*** Begin section ***
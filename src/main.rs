use anyhow::{Context, Result};
use clap::{ArgAction, Parser, Subcommand};
use dexnative::config::ProtectConfig;
use dexnative::dex::container::Container;
use dexnative::protect::Protector;
use log::info;
use std::path::PathBuf;

#[derive(Parser, Debug)]
#[command(
    name = "dexnative",
    about = "Moves DEX methods into native code and repackages the APK",
    version,
    propagate_version = true,
    arg_required_else_help = true
)]
struct Cli {
    #[command(subcommand)]
    command: Commands,
}

#[derive(Subcommand, Debug)]
enum Commands {
    /// Protect an APK.
    Protect {
        /// Input APK.
        input: PathBuf,

        /// Output APK. It is unsigned and has to be signed again.
        #[arg(short, long, value_name = "APK")]
        output: PathBuf,

        /// JSON configuration file.
        #[arg(short, long, value_name = "FILE")]
        config: Option<PathBuf>,

        /// Directory for the run's scratch files (default: system temp dir).
        #[arg(long, value_name = "DIR")]
        work_dir: Option<PathBuf>,

        /// Do not compile the native library.
        #[arg(long, action = ArgAction::SetTrue)]
        skip_native_build: bool,
    },
    /// Print class and pool counts of a DEX file.
    DexInfo {
        file: PathBuf,

        /// Also list the class descriptors.
        #[arg(long, action = ArgAction::SetTrue)]
        classes: bool,
    },
}

fn main() -> Result<()> {
    tracing_subscriber::fmt()
        .with_env_filter(
            tracing_subscriber::EnvFilter::try_from_default_env()
                .unwrap_or_else(|_| tracing_subscriber::EnvFilter::new("info")),
        )
        .init();

    let cli = Cli::parse();

    match cli.command {
        Commands::Protect {
            input,
            output,
            config,
            work_dir,
            skip_native_build,
        } => {
            let config = match config {
                Some(path) => ProtectConfig::load(&path)?,
                None => ProtectConfig::default(),
            };
            let mut protector = Protector::new(config)?;
            if let Some(dir) = work_dir {
                protector = protector.with_work_dir(dir);
            }
            if skip_native_build {
                protector = protector.without_native_build();
            }
            let report = protector
                .protect(&input, &output)
                .with_context(|| format!("protecting {}", input.display()))?;
            info!(
                "{}: {} native methods in {} classes, {} -> {} containers",
                report.package,
                report.native_methods,
                report.native_classes,
                report.input_containers,
                report.output_containers
            );
            println!("{}", output.display());
            Ok(())
        }
        Commands::DexInfo { file, classes } => {
            let bytes = std::fs::read(&file).with_context(|| format!("reading {}", file.display()))?;
            let container = Container::from_bytes(&bytes).with_context(|| format!("parsing {}", file.display()))?;
            println!("{}: {} classes", file.display(), container.len());
            println!("{}", container.pool_counts());
            if classes {
                for class in container.classes() {
                    println!("  {}", class.descriptor);
                }
            }
            Ok(())
        }
    }
}
use crate::dex::class::RefSink;
use crate::dex::error::DexError;
use crate::dex::{read_u1, read_uleb128, read_x, write_u1, write_uleb128, write_x};
use crate::types::{FieldRef, MethodRef, Proto};

const VALUE_BYTE: u8 = 0x00;
const VALUE_SHORT: u8 = 0x02;
const VALUE_CHAR: u8 = 0x03;
const VALUE_INT: u8 = 0x04;
const VALUE_LONG: u8 = 0x06;
const VALUE_FLOAT: u8 = 0x10;
const VALUE_DOUBLE: u8 = 0x11;
const VALUE_METHOD_TYPE: u8 = 0x15;
const VALUE_METHOD_HANDLE: u8 = 0x16;
const VALUE_STRING: u8 = 0x17;
const VALUE_TYPE: u8 = 0x18;
const VALUE_FIELD: u8 = 0x19;
const VALUE_METHOD: u8 = 0x1a;
const VALUE_ENUM: u8 = 0x1b;
const VALUE_ARRAY: u8 = 0x1c;
const VALUE_ANNOTATION: u8 = 0x1d;
const VALUE_NULL: u8 = 0x1e;
const VALUE_BOOLEAN: u8 = 0x1f;

/// Turns pool indices of the container being read into symbols.
pub(crate) trait SymbolResolver {
    fn string(&self, idx: u32) -> Result<String, DexError>;
    fn type_desc(&self, idx: u32) -> Result<String, DexError>;
    fn proto(&self, idx: u32) -> Result<Proto, DexError>;
    fn field(&self, idx: u32) -> Result<FieldRef, DexError>;
    fn method(&self, idx: u32) -> Result<MethodRef, DexError>;
}

/// Turns symbols into pool indices of the container being written.
pub(crate) trait IndexResolver {
    fn string_index(&self, value: &str) -> Result<u32, DexError>;
    fn type_index(&self, descriptor: &str) -> Result<u32, DexError>;
    fn proto_index(&self, proto: &Proto) -> Result<u32, DexError>;
    fn field_index(&self, field: &FieldRef) -> Result<u32, DexError>;
    fn method_index(&self, method: &MethodRef) -> Result<u32, DexError>;
}

#[derive(Debug, Clone, PartialEq, Eq, Hash)]
pub struct AnnotationElement {
    pub name: String,
    pub value: EncodedValue,
}

#[derive(Debug, Clone, PartialEq, Eq, Hash)]
pub struct EncodedAnnotation {
    pub type_desc: String,
    pub elements: Vec<AnnotationElement>,
}

impl EncodedAnnotation {
    pub(crate) fn read(bytes: &[u8], ix: &mut usize, pools: &impl SymbolResolver) -> Result<Self, DexError> {
        let type_desc = pools.type_desc(read_uleb128(bytes, ix)?)?;
        let size = read_uleb128(bytes, ix)? as usize;
        let mut elements = Vec::with_capacity(size.min(256));
        for _ in 0..size {
            let name = pools.string(read_uleb128(bytes, ix)?)?;
            let value = EncodedValue::read(bytes, ix, pools)?;
            elements.push(AnnotationElement { name, value });
        }
        Ok(EncodedAnnotation { type_desc, elements })
    }

    /// Elements are emitted in name-index order, as the format requires.
    pub(crate) fn write(&self, bytes: &mut Vec<u8>, pools: &impl IndexResolver) -> Result<usize, DexError> {
        let mut c = write_uleb128(bytes, pools.type_index(&self.type_desc)?);
        c += write_uleb128(bytes, self.elements.len() as u32);

        let mut indexed = Vec::with_capacity(self.elements.len());
        for element in &self.elements {
            indexed.push((pools.string_index(&element.name)?, &element.value));
        }
        indexed.sort_by_key(|(idx, _)| *idx);
        for (name_idx, value) in indexed {
            c += write_uleb128(bytes, name_idx);
            c += value.write(bytes, pools)?;
        }
        Ok(c)
    }

    pub(crate) fn visit_refs(&self, sink: &mut impl RefSink) {
        sink.type_desc(&self.type_desc);
        for element in &self.elements {
            sink.string(&element.name);
            element.value.visit_refs(sink);
        }
    }
}

/// A constant as stored in static initializers and annotations.
///
/// Floating point values keep their raw IEEE-754 bits so values compare and hash exactly.
#[derive(Debug, Clone, PartialEq, Eq, Hash)]
pub enum EncodedValue {
    Byte(i8),
    Short(i16),
    Char(u16),
    Int(i32),
    Long(i64),
    Float(u32),
    Double(u64),
    MethodType(Proto),
    String(String),
    Type(String),
    Field(FieldRef),
    Method(MethodRef),
    Enum(FieldRef),
    Array(Vec<EncodedValue>),
    Annotation(EncodedAnnotation),
    Null,
    Boolean(bool),
}

impl EncodedValue {
    /// The implicit value of a static field of type `descriptor` with no initializer.
    pub fn default_for(descriptor: &str) -> EncodedValue {
        match descriptor {
            "Z" => EncodedValue::Boolean(false),
            "B" => EncodedValue::Byte(0),
            "S" => EncodedValue::Short(0),
            "C" => EncodedValue::Char(0),
            "I" => EncodedValue::Int(0),
            "J" => EncodedValue::Long(0),
            "F" => EncodedValue::Float(0),
            "D" => EncodedValue::Double(0),
            _ => EncodedValue::Null,
        }
    }

    pub(crate) fn read(bytes: &[u8], ix: &mut usize, pools: &impl SymbolResolver) -> Result<Self, DexError> {
        let header = read_u1(bytes, ix)?;
        let value_arg = header >> 5;
        let value_type = header & 0x1f;
        let size = value_arg as usize + 1;

        let value = match value_type {
            VALUE_BYTE => EncodedValue::Byte(read_u1(bytes, ix)? as i8),
            VALUE_SHORT => EncodedValue::Short(read_signed(bytes, ix, size, 2)? as i16),
            VALUE_CHAR => EncodedValue::Char(read_unsigned(bytes, ix, size, 2)? as u16),
            VALUE_INT => EncodedValue::Int(read_signed(bytes, ix, size, 4)? as i32),
            VALUE_LONG => EncodedValue::Long(read_signed(bytes, ix, size, 8)?),
            VALUE_FLOAT => EncodedValue::Float(read_right_extended(bytes, ix, size, 4)? as u32),
            VALUE_DOUBLE => EncodedValue::Double(read_right_extended(bytes, ix, size, 8)?),
            VALUE_METHOD_TYPE => EncodedValue::MethodType(pools.proto(read_index(bytes, ix, size)?)?),
            VALUE_METHOD_HANDLE => fail!("method handle constants are not supported"),
            VALUE_STRING => EncodedValue::String(pools.string(read_index(bytes, ix, size)?)?),
            VALUE_TYPE => EncodedValue::Type(pools.type_desc(read_index(bytes, ix, size)?)?),
            VALUE_FIELD => EncodedValue::Field(pools.field(read_index(bytes, ix, size)?)?),
            VALUE_METHOD => EncodedValue::Method(pools.method(read_index(bytes, ix, size)?)?),
            VALUE_ENUM => EncodedValue::Enum(pools.field(read_index(bytes, ix, size)?)?),
            VALUE_ARRAY => EncodedValue::Array(read_encoded_array(bytes, ix, pools)?),
            VALUE_ANNOTATION => EncodedValue::Annotation(EncodedAnnotation::read(bytes, ix, pools)?),
            VALUE_NULL => EncodedValue::Null,
            VALUE_BOOLEAN => EncodedValue::Boolean(value_arg != 0),
            other => fail!("unknown encoded value type {:#04x}", other),
        };
        Ok(value)
    }

    pub(crate) fn write(&self, bytes: &mut Vec<u8>, pools: &impl IndexResolver) -> Result<usize, DexError> {
        let c = match self {
            EncodedValue::Byte(v) => write_u1(bytes, VALUE_BYTE) + write_u1(bytes, *v as u8),
            EncodedValue::Short(v) => write_signed(bytes, VALUE_SHORT, *v as i64, 2),
            EncodedValue::Char(v) => write_unsigned(bytes, VALUE_CHAR, *v as u64),
            EncodedValue::Int(v) => write_signed(bytes, VALUE_INT, *v as i64, 4),
            EncodedValue::Long(v) => write_signed(bytes, VALUE_LONG, *v, 8),
            EncodedValue::Float(bits) => write_right_extended(bytes, VALUE_FLOAT, *bits as u64, 4),
            EncodedValue::Double(bits) => write_right_extended(bytes, VALUE_DOUBLE, *bits, 8),
            EncodedValue::MethodType(p) => write_unsigned(bytes, VALUE_METHOD_TYPE, pools.proto_index(p)? as u64),
            EncodedValue::String(s) => write_unsigned(bytes, VALUE_STRING, pools.string_index(s)? as u64),
            EncodedValue::Type(t) => write_unsigned(bytes, VALUE_TYPE, pools.type_index(t)? as u64),
            EncodedValue::Field(f) => write_unsigned(bytes, VALUE_FIELD, pools.field_index(f)? as u64),
            EncodedValue::Method(m) => write_unsigned(bytes, VALUE_METHOD, pools.method_index(m)? as u64),
            EncodedValue::Enum(f) => write_unsigned(bytes, VALUE_ENUM, pools.field_index(f)? as u64),
            EncodedValue::Array(values) => write_u1(bytes, VALUE_ARRAY) + write_encoded_array(values, bytes, pools)?,
            EncodedValue::Annotation(a) => write_u1(bytes, VALUE_ANNOTATION) + a.write(bytes, pools)?,
            EncodedValue::Null => write_u1(bytes, VALUE_NULL),
            EncodedValue::Boolean(b) => write_u1(bytes, VALUE_BOOLEAN | (*b as u8) << 5),
        };
        Ok(c)
    }

    pub(crate) fn visit_refs(&self, sink: &mut impl RefSink) {
        match self {
            EncodedValue::MethodType(p) => sink.proto(p),
            EncodedValue::String(s) => sink.string(s),
            EncodedValue::Type(t) => sink.type_desc(t),
            EncodedValue::Field(f) | EncodedValue::Enum(f) => sink.field(f),
            EncodedValue::Method(m) => sink.method(m),
            EncodedValue::Array(values) => values.iter().for_each(|v| v.visit_refs(sink)),
            EncodedValue::Annotation(a) => a.visit_refs(sink),
            _ => {}
        }
    }
}

fn read_unsigned(bytes: &[u8], ix: &mut usize, size: usize, max: usize) -> Result<u64, DexError> {
    if size > max {
        fail!("encoded value of {} bytes exceeds {} byte type", size, max);
    }
    let raw = read_x(bytes, ix, size)?;
    Ok(raw.iter().rev().fold(0u64, |acc, &b| acc << 8 | b as u64))
}

fn read_signed(bytes: &[u8], ix: &mut usize, size: usize, max: usize) -> Result<i64, DexError> {
    let raw = read_unsigned(bytes, ix, size, max)?;
    let shift = 64 - 8 * size as u32;
    Ok(((raw << shift) as i64) >> shift)
}

fn read_right_extended(bytes: &[u8], ix: &mut usize, size: usize, max: usize) -> Result<u64, DexError> {
    let raw = read_unsigned(bytes, ix, size, max)?;
    Ok(raw << (8 * (max - size)))
}

fn read_index(bytes: &[u8], ix: &mut usize, size: usize) -> Result<u32, DexError> {
    read_unsigned(bytes, ix, size, 4).map(|v| v as u32)
}

fn write_header(bytes: &mut Vec<u8>, value_type: u8, size: usize) -> usize {
    write_u1(bytes, ((size as u8 - 1) << 5) | value_type)
}

fn write_signed(bytes: &mut Vec<u8>, value_type: u8, value: i64, max: usize) -> usize {
    let size = (1..max)
        .find(|&n| {
            let shift = 64 - 8 * n as u32;
            (value << shift) >> shift == value
        })
        .unwrap_or(max);
    write_header(bytes, value_type, size) + write_x(bytes, &value.to_le_bytes()[..size])
}

fn write_unsigned(bytes: &mut Vec<u8>, value_type: u8, value: u64) -> usize {
    let size = ((64 - value.leading_zeros() as usize + 7) / 8).max(1);
    write_header(bytes, value_type, size) + write_x(bytes, &value.to_le_bytes()[..size])
}

fn write_right_extended(bytes: &mut Vec<u8>, value_type: u8, value: u64, max: usize) -> usize {
    let significant = max - (value.trailing_zeros() as usize / 8).min(max - 1);
    let le = value.to_le_bytes();
    write_header(bytes, value_type, significant) + write_x(bytes, &le[max - significant..max])
}

pub(crate) fn read_encoded_array(
    bytes: &[u8],
    ix: &mut usize,
    pools: &impl SymbolResolver,
) -> Result<Vec<EncodedValue>, DexError> {
    let size = read_uleb128(bytes, ix)? as usize;
    let mut values = Vec::with_capacity(size.min(1024));
    for _ in 0..size {
        values.push(EncodedValue::read(bytes, ix, pools)?);
    }
    Ok(values)
}

pub(crate) fn write_encoded_array(
    values: &[EncodedValue],
    bytes: &mut Vec<u8>,
    pools: &impl IndexResolver,
) -> Result<usize, DexError> {
    let mut c = write_uleb128(bytes, values.len() as u32);
    for value in values {
        c += value.write(bytes, pools)?;
    }
    Ok(c)
}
*** End section ***
EXERCISE OBJECTIVE: Using the entries above, work out the number of lines that hold the word "Commands" and write it with no other words.

SOLVED EXERCISE: 4